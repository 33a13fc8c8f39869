//! ============================================================================
//! Search Filter - metadata predicate applied during index traversal
//! ============================================================================
//! Every present clause must pass; an absent or empty clause passes anything.
//! ============================================================================

use chrono::{DateTime, Utc};
use serde::{Deserialize, Serialize};
use std::collections::HashSet;

use crate::memory::{normalize_participant, MemoryChunk};
use crate::types::SourceKind;

/// Query-time chunk predicate
#[derive(Debug, Clone, Default, Serialize, Deserialize)]
pub struct SearchFilter {
    /// Any overlap with chunk participants admits (case-insensitive)
    #[serde(default)]
    pub required_participants: Option<HashSet<String>>,

    /// Any overlap with chunk source kinds admits
    #[serde(default)]
    pub allowed_source_kinds: Option<HashSet<SourceKind>>,

    /// Inclusive bounds on `latest_timestamp`
    #[serde(default)]
    pub time_window: Option<TimeWindow>,
}

#[derive(Debug, Clone, Copy, PartialEq, Eq, Serialize, Deserialize)]
pub struct TimeWindow {
    pub start: Option<DateTime<Utc>>,
    pub end: Option<DateTime<Utc>>,
}

impl TimeWindow {
    pub fn contains(&self, timestamp: DateTime<Utc>) -> bool {
        self.start.map_or(true, |s| timestamp >= s) && self.end.map_or(true, |e| timestamp <= e)
    }
}

impl SearchFilter {
    pub fn new() -> Self {
        Self::default()
    }

    pub fn with_participants<I, S>(mut self, participants: I) -> Self
    where
        I: IntoIterator<Item = S>,
        S: AsRef<str>,
    {
        let set: HashSet<String> = participants
            .into_iter()
            .map(|p| normalize_participant(p.as_ref()))
            .filter(|p| !p.is_empty())
            .collect();
        self.required_participants = Some(set);
        self
    }

    pub fn with_source_kinds<I>(mut self, kinds: I) -> Self
    where
        I: IntoIterator<Item = SourceKind>,
    {
        self.allowed_source_kinds = Some(kinds.into_iter().collect());
        self
    }

    pub fn with_time_window(
        mut self,
        start: Option<DateTime<Utc>>,
        end: Option<DateTime<Utc>>,
    ) -> Self {
        self.time_window = Some(TimeWindow { start, end });
        self
    }

    /// True when no clause constrains anything
    pub fn is_empty(&self) -> bool {
        self.required_participants.as_ref().map_or(true, |p| p.is_empty())
            && self.allowed_source_kinds.as_ref().map_or(true, |k| k.is_empty())
            && self.time_window.is_none()
    }

    pub fn admits(&self, chunk: &MemoryChunk) -> bool {
        if let Some(required) = self.required_participants.as_ref().filter(|p| !p.is_empty()) {
            if !required.iter().any(|r| chunk.has_participant(r)) {
                return false;
            }
        }

        if let Some(allowed) = self.allowed_source_kinds.as_ref().filter(|k| !k.is_empty()) {
            if !chunk.source_kinds.iter().any(|k| allowed.contains(k)) {
                return false;
            }
        }

        if let (Some(window), Some(timestamp)) = (self.time_window, chunk.latest_timestamp) {
            if !window.contains(timestamp) {
                return false;
            }
        }

        true
    }
}

#[cfg(test)]
mod tests {
    use super::*;
    use crate::types::Interaction;
    use chrono::{Duration, TimeZone};

    fn chunk_from(from: &str, kind: SourceKind, ts: Option<DateTime<Utc>>) -> MemoryChunk {
        let when = ts.unwrap_or_else(Utc::now);
        let mut chunk = MemoryChunk::from_interactions(
            &[Interaction::new("i", kind, from, "hello", when)],
            "s".into(),
            vec![1.0],
        );
        chunk.latest_timestamp = ts;
        chunk
    }

    #[test]
    fn test_participant_clause_case_insensitive() {
        let chunk = chunk_from("a@x.com", SourceKind::Email, None);

        assert!(SearchFilter::new().admits(&chunk));
        assert!(!SearchFilter::new().with_participants(["b@x.com"]).admits(&chunk));
        assert!(SearchFilter::new().with_participants(["A@X.COM"]).admits(&chunk));
        assert!(SearchFilter::new()
            .with_participants(["b@x.com", "a@x.com"])
            .admits(&chunk));
    }

    #[test]
    fn test_directly_filled_set_still_case_insensitive() {
        let chunk = chunk_from("a@x.com", SourceKind::Email, None);
        let filter = SearchFilter {
            required_participants: Some(["A@X.COM".to_string()].into_iter().collect()),
            ..SearchFilter::default()
        };
        assert!(filter.admits(&chunk));
    }

    #[test]
    fn test_source_kind_clause() {
        let chunk = chunk_from("a@x.com", SourceKind::Slack, None);
        assert!(SearchFilter::new().with_source_kinds([SourceKind::Slack]).admits(&chunk));
        assert!(!SearchFilter::new()
            .with_source_kinds([SourceKind::Email, SourceKind::Imessage])
            .admits(&chunk));
        assert!(SearchFilter::new().with_source_kinds(Vec::new()).admits(&chunk));
    }

    #[test]
    fn test_time_window_clause() {
        let t = Utc.with_ymd_and_hms(2024, 6, 1, 0, 0, 0).unwrap();
        let inside = chunk_from("a@x.com", SourceKind::Email, Some(t));
        let undated = chunk_from("a@x.com", SourceKind::Email, None);

        let window = SearchFilter::new().with_time_window(Some(t - Duration::days(1)), Some(t));
        assert!(window.admits(&inside));
        assert!(window.admits(&undated));

        let later = SearchFilter::new().with_time_window(Some(t + Duration::seconds(1)), None);
        assert!(!later.admits(&inside));
        assert!(later.admits(&undated));
    }

    #[test]
    fn test_clauses_are_anded() {
        let chunk = chunk_from("a@x.com", SourceKind::Email, None);
        let filter = SearchFilter::new()
            .with_participants(["a@x.com"])
            .with_source_kinds([SourceKind::Slack]);
        assert!(!filter.admits(&chunk));
        assert!(!filter.is_empty());
        assert!(SearchFilter::new().with_participants(Vec::<String>::new()).is_empty());
    }
}
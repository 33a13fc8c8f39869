//! ============================================================================
//! Offline Collaborator - deterministic stand-in for a language model
//! ============================================================================
//! Embeds text as a hashed bag of words, "summarizes" by keeping the leading
//! words, and judges relevance by token overlap. Every call is counted so
//! callers can assert how much model traffic an operation caused.
//! ============================================================================

use async_trait::async_trait;
use sha2::{Digest, Sha256};
use std::collections::{HashMap, HashSet};
use std::sync::atomic::{AtomicUsize, Ordering};
use std::time::Duration;

use super::{LlmCollaborator, RelevanceCandidate};
use crate::types::{ChronicleError, Result};

/// Dimension of offline embeddings
pub const OFFLINE_EMBEDDING_DIM: usize = 64;

const SUMMARY_WORDS: usize = 40;

/// Which operation should fail, for exercising error paths
#[derive(Debug, Clone, Copy, PartialEq, Eq, Default)]
pub enum FailOn {
    #[default]
    Nothing,
    Summarize,
    /// Succeed for the first n summaries, then fail
    SummarizeAfter(usize),
    Embed,
    Judge,
}

/// Snapshot of calls made so far
#[derive(Debug, Clone, Copy, PartialEq, Eq, Default)]
pub struct CallCounts {
    pub summarize: usize,
    pub embed: usize,
    pub judge: usize,
    pub chat: usize,
}

/// Deterministic, network-free collaborator
pub struct OfflineCollaborator {
    dimension: usize,
    latency: Option<Duration>,
    fail_on: FailOn,
    summarize_calls: AtomicUsize,
    embed_calls: AtomicUsize,
    judge_calls: AtomicUsize,
    chat_calls: AtomicUsize,
    in_flight: AtomicUsize,
    peak_in_flight: AtomicUsize,
}

impl Default for OfflineCollaborator {
    fn default() -> Self {
        Self::new()
    }
}

impl OfflineCollaborator {
    pub fn new() -> Self {
        Self::with_dimension(OFFLINE_EMBEDDING_DIM)
    }

    pub fn with_dimension(dimension: usize) -> Self {
        Self {
            dimension: dimension.max(1),
            latency: None,
            fail_on: FailOn::Nothing,
            summarize_calls: AtomicUsize::new(0),
            embed_calls: AtomicUsize::new(0),
            judge_calls: AtomicUsize::new(0),
            chat_calls: AtomicUsize::new(0),
            in_flight: AtomicUsize::new(0),
            peak_in_flight: AtomicUsize::new(0),
        }
    }

    /// Simulate a network round-trip on every call
    pub fn with_latency(mut self, latency: Duration) -> Self {
        self.latency = Some(latency);
        self
    }

    pub fn failing_on(mut self, fail_on: FailOn) -> Self {
        self.fail_on = fail_on;
        self
    }

    pub fn calls(&self) -> CallCounts {
        CallCounts {
            summarize: self.summarize_calls.load(Ordering::SeqCst),
            embed: self.embed_calls.load(Ordering::SeqCst),
            judge: self.judge_calls.load(Ordering::SeqCst),
            chat: self.chat_calls.load(Ordering::SeqCst),
        }
    }

    /// Highest number of calls that were in progress at the same time
    pub fn peak_in_flight(&self) -> usize {
        self.peak_in_flight.load(Ordering::SeqCst)
    }

    pub fn dimension(&self) -> usize {
        self.dimension
    }

    /// The embedding `embed` would return, without counting a call
    pub fn embed_text(&self, text: &str) -> Vec<f32> {
        let mut vector = vec![0.0f32; self.dimension];
        for token in tokens(text) {
            let digest = Sha256::digest(token.as_bytes());
            let bucket = u32::from_le_bytes([digest[0], digest[1], digest[2], digest[3]]) as usize
                % self.dimension;
            let sign = if digest[4] & 1 == 0 { 1.0 } else { -1.0 };
            vector[bucket] += sign;
        }

        let norm = vector.iter().map(|x| x * x).sum::<f32>().sqrt();
        if norm > 0.0 {
            for x in &mut vector {
                *x /= norm;
            }
        }
        vector
    }

    async fn simulate_call(&self) {
        let current = self.in_flight.fetch_add(1, Ordering::SeqCst) + 1;
        self.peak_in_flight.fetch_max(current, Ordering::SeqCst);
        match self.latency {
            Some(latency) => tokio::time::sleep(latency).await,
            None => tokio::task::yield_now().await,
        }
        self.in_flight.fetch_sub(1, Ordering::SeqCst);
    }
}

fn tokens(text: &str) -> impl Iterator<Item = String> + '_ {
    text.split(|c: char| !c.is_alphanumeric())
        .filter(|t| !t.is_empty())
        .map(|t| t.to_lowercase())
}

#[async_trait]
impl LlmCollaborator for OfflineCollaborator {
    async fn summarize(&self, text: &str, _instruction: &str) -> Result<String> {
        let call = self.summarize_calls.fetch_add(1, Ordering::SeqCst) + 1;
        self.simulate_call().await;

        match self.fail_on {
            FailOn::Summarize => {
                return Err(ChronicleError::CollaboratorFailure("offline summarize failure".into()))
            }
            FailOn::SummarizeAfter(n) if call > n => {
                return Err(ChronicleError::CollaboratorFailure(format!(
                    "offline summarize failure on call {}",
                    call
                )))
            }
            _ => {}
        }

        let words: Vec<&str> = text.split_whitespace().take(SUMMARY_WORDS).collect();
        if words.is_empty() {
            return Ok("(empty)".to_string());
        }
        Ok(words.join(" "))
    }

    async fn embed(&self, text: &str) -> Result<Vec<f32>> {
        self.embed_calls.fetch_add(1, Ordering::SeqCst);
        self.simulate_call().await;

        if self.fail_on == FailOn::Embed {
            return Err(ChronicleError::CollaboratorFailure("offline embed failure".into()));
        }
        Ok(self.embed_text(text))
    }

    async fn judge_relevance(
        &self,
        query: &str,
        candidates: &[RelevanceCandidate],
    ) -> Result<HashMap<String, bool>> {
        self.judge_calls.fetch_add(1, Ordering::SeqCst);
        self.simulate_call().await;

        if self.fail_on == FailOn::Judge {
            return Err(ChronicleError::CollaboratorFailure("offline judge failure".into()));
        }

        let query_tokens: HashSet<String> = tokens(query).filter(|t| t.len() >= 3).collect();
        Ok(candidates
            .iter()
            .map(|c| {
                let relevant = tokens(&c.summary).any(|t| query_tokens.contains(&t));
                (c.id.clone(), relevant)
            })
            .collect())
    }

    async fn complete_chat(&self, _system_prompt: &str, user_prompt: &str) -> Result<String> {
        self.chat_calls.fetch_add(1, Ordering::SeqCst);
        self.simulate_call().await;
        Ok(user_prompt.to_string())
    }
}
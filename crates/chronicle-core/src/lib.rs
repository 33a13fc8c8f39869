//! ============================================================================
//! CHRONICLE-CORE: Hierarchical cross-channel memory
//! ============================================================================
//! This crate turns a stream of messages from many channels into a memory
//! an assistant can query:
//! - Hierarchical summarization of interactions into leveled chunks
//! - Content-addressed chunk caching (in memory or redb on disk)
//! - A k-NN graph index with recency-aware, filtered, diversified search
//! - A multi-stage retriever that assembles prompt-ready context
//! ============================================================================

pub mod cache;
pub mod config;
pub mod context_tree;
pub mod db;
pub mod filter;
pub mod gate;
pub mod index;
pub mod llm;
pub mod memory;
pub mod retrieval;
pub mod similarity;
pub mod types;

// Re-export main types for convenience
pub use types::*;
pub use cache::{ChunkCache, InMemoryChunkCache};
pub use config::ChronicleConfig;
pub use db::ChunkDb;
pub use filter::SearchFilter;
pub use gate::{ConcurrencyGate, GatedCollaborator};
pub use index::GraphMemoryIndex;
pub use llm::{LlmCollaborator, OfflineCollaborator, OpenAiCollaborator};
pub use memory::{MemoryBuilder, MemoryChunk};
pub use retrieval::{MultiStageRetriever, Retrieval};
************
Scan the entries for lines holding the string "HashSet", then copy every one of them.

use std::collections::HashSet;
    pub required_participants: Option<HashSet<String>>,
    pub allowed_source_kinds: Option<HashSet<SourceKind>>,
        let set: HashSet<String> = participants
use std::collections::{HashMap, HashSet};
        let query_tokens: HashSet<String> = tokens(query).filter(|t| t.len() >= 3).collect();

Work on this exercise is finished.